This was barely after 2:00. Anne wouldn’t be off work till 3:00 and the drive back to Colorado Springs wasn’t that far. To kill a few more minutes in warmth, along the way I pulled into the parking lot of the Red Rock Canyon Open Space, did the usual social-media check-ins and watched two underwhelming new trailers for expensive blockbusters I don’t plan to see. Were I to list all the things I liked most about Colorado Springs, my phone company’s local 4G-LTE coverage would be somewhere in the top 25.
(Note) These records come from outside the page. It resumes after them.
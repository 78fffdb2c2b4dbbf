//! Named-column mapping from sheet rows to paper records.
//!
//! # Responsibility
//! - Resolve header names (with aliases) to column positions once per table.
//! - Build one `PaperRecord` per non-blank row, deriving facets on the way.
//!
//! # Invariants
//! - Missing columns and short rows yield empty strings, never errors.
//! - Unparseable years yield `UNKNOWN_YEAR`.
//! - Ids are contiguous from 1 in row order over non-blank rows.

use super::SheetTable;
use crate::facet::organism::derive_organism;
use crate::model::paper::{PaperId, PaperRecord, UNKNOWN_YEAR};
use once_cell::sync::Lazy;
use regex::Regex;

static YEAR_PREFIX_RE: Lazy<Regex> =
    Lazy::new(|| Regex::new(r"^\s*([+-]?\d+)").expect("valid year regex"));

/// Semantic paper field backed by one or more sheet columns.
#[derive(Debug, Clone, Copy, PartialEq, Eq)]
pub enum PaperColumn {
    Title,
    Authors,
    Year,
    Keywords,
    Abstract,
    ResearchFocus,
    Limitations,
    Summary,
}

/// Header spellings per field, in lookup priority order.
///
/// Headers are compared after trimming, ignoring ASCII case.
pub const COLUMN_ALIASES: &[(PaperColumn, &[&str])] = &[
    (PaperColumn::Title, &["TITLE"]),
    (PaperColumn::Authors, &["AUTHORS"]),
    (PaperColumn::Year, &["YEAR", "PUBLICATION YEAR"]),
    (PaperColumn::Keywords, &["KEYWORDS"]),
    (PaperColumn::Abstract, &["ABSTRACT"]),
    (PaperColumn::ResearchFocus, &["RESEARCH FOCUS"]),
    (PaperColumn::Limitations, &["LIMITATIONS"]),
    // The source workbook ships with the misspelled header.
    (PaperColumn::Summary, &["SUMARY", "SUMMARY"]),
];

/// Column positions per field, resolved from one header row.
struct ColumnMap {
    positions: Vec<(PaperColumn, Vec<usize>)>,
}

impl ColumnMap {
    fn resolve(headers: &[String]) -> Self {
        let positions = COLUMN_ALIASES
            .iter()
            .map(|(column, aliases)| {
                let indexes = aliases
                    .iter()
                    .filter_map(|alias| {
                        headers
                            .iter()
                            .position(|header| header.trim().eq_ignore_ascii_case(alias))
                    })
                    .collect::<Vec<_>>();
                (*column, indexes)
            })
            .collect();
        Self { positions }
    }

    /// First non-empty aliased cell for `column`, or `""`.
    fn cell<'row>(&self, row: &'row [String], column: PaperColumn) -> &'row str {
        self.positions
            .iter()
            .find(|(candidate, _)| *candidate == column)
            .into_iter()
            .flat_map(|(_, indexes)| indexes.iter())
            .filter_map(|index| row.get(*index))
            .map(String::as_str)
            .find(|value| !value.is_empty())
            .unwrap_or_default()
    }
}

/// Maps every non-blank table row onto a paper record.
pub fn records_from_table(table: &SheetTable) -> Vec<PaperRecord> {
    let columns = ColumnMap::resolve(&table.headers);
    table
        .rows
        .iter()
        .filter(|row| row.iter().any(|cell| !cell.trim().is_empty()))
        .zip(1..)
        .map(|(row, id)| build_record(&columns, row, id))
        .collect()
}

fn build_record(columns: &ColumnMap, row: &[String], id: PaperId) -> PaperRecord {
    let text = |column| columns.cell(row, column).to_string();
    let title = text(PaperColumn::Title);
    let keywords = text(PaperColumn::Keywords);
    let organism = derive_organism(&keywords, &title);

    PaperRecord {
        id,
        title,
        authors: text(PaperColumn::Authors),
        year: parse_year(columns.cell(row, PaperColumn::Year)),
        keywords,
        abstract_text: text(PaperColumn::Abstract),
        research_focus: text(PaperColumn::ResearchFocus),
        limitations: text(PaperColumn::Limitations),
        summary: text(PaperColumn::Summary),
        organism,
    }
}

/// Parses the integer prefix of a year cell.
///
/// Leading whitespace and an optional sign are accepted, then the leading run
/// of digits; anything else (including overflow) is `UNKNOWN_YEAR`.
pub fn parse_year(raw: &str) -> i32 {
    YEAR_PREFIX_RE
        .captures(raw)
        .and_then(|caps| caps.get(1))
        .and_then(|digits| digits.as_str().parse::<i32>().ok())
        .unwrap_or(UNKNOWN_YEAR)
}

#[cfg(test)]
mod tests {
    use super::{parse_year, records_from_table};
    use crate::model::organism::Organism;
    use crate::source::SheetTable;

    fn strings(values: &[&str]) -> Vec<String> {
        values.iter().map(|value| value.to_string()).collect()
    }

    #[test]
    fn parse_year_uses_integer_prefix() {
        assert_eq!(parse_year("2019"), 2019);
        assert_eq!(parse_year(" 2021.0"), 2021);
        assert_eq!(parse_year("2018 (online)"), 2018);
        assert_eq!(parse_year("n/a"), 0);
        assert_eq!(parse_year(""), 0);
        assert_eq!(parse_year("99999999999"), 0);
    }

    #[test]
    fn summary_alias_prefers_first_non_empty_spelling() {
        let table = SheetTable::new(
            strings(&["TITLE", "SUMMARY", "SUMARY"]),
            vec![
                strings(&["A", "from summary", "from sumary"]),
                strings(&["B", "from summary", ""]),
            ],
        );
        let records = records_from_table(&table);
        assert_eq!(records[0].summary, "from sumary");
        assert_eq!(records[1].summary, "from summary");
    }

    #[test]
    fn headers_match_case_insensitively_and_short_rows_default() {
        let table = SheetTable::new(
            strings(&[" title ", "Keywords", "year"]),
            vec![strings(&["Mouse bone study"])],
        );
        let records = records_from_table(&table);
        assert_eq!(records.len(), 1);
        assert_eq!(records[0].title, "Mouse bone study");
        assert_eq!(records[0].keywords, "");
        assert_eq!(records[0].year, 0);
        assert_eq!(records[0].organism, Organism::Mice);
    }

    #[test]
    fn blank_rows_are_skipped_without_consuming_ids() {
        let table = SheetTable::new(
            strings(&["TITLE"]),
            vec![strings(&["first"]), strings(&["", " "]), strings(&["second"])],
        );
        let ids = records_from_table(&table)
            .into_iter()
            .map(|record| record.id)
            .collect::<Vec<_>>();
        assert_eq!(ids, vec![1, 2]);
    }
}
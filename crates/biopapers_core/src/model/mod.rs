//! Paper domain model.
//!
//! # Responsibility
//! - Define the record shape shared by loader, query engine and assistant.
//! - Keep derived facets typed instead of free-form strings.
//!
//! # Invariants
//! - Records are immutable after load; there is no write path.

pub mod organism;
pub mod paper;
I arrived at the rendezvous a few minutes before 3:00, picked up the woman I love, and drove us out of Colorado Springs. It was time to go home. I can definitely say I enjoyed the sightseeing more than she enjoyed having to help corral a bunch of untrained, unruly strangers that all the team-building exercises in the world couldn’t have bonded together. To be fair, though, if it hadn’t been for their consistent underperformance, her presence wouldn’t have been requested by her superiors and we wouldn’t be out here in the first place.

To be continued!

[Link enclosed here to handy checklist for previous and future chapters, and for our complete road trip history to date. Follow us on Facebook or via email signup for new-entry alerts, or over on Twitter if you want to track my TV live-tweeting and other signs of life between entries. Thanks for reading!]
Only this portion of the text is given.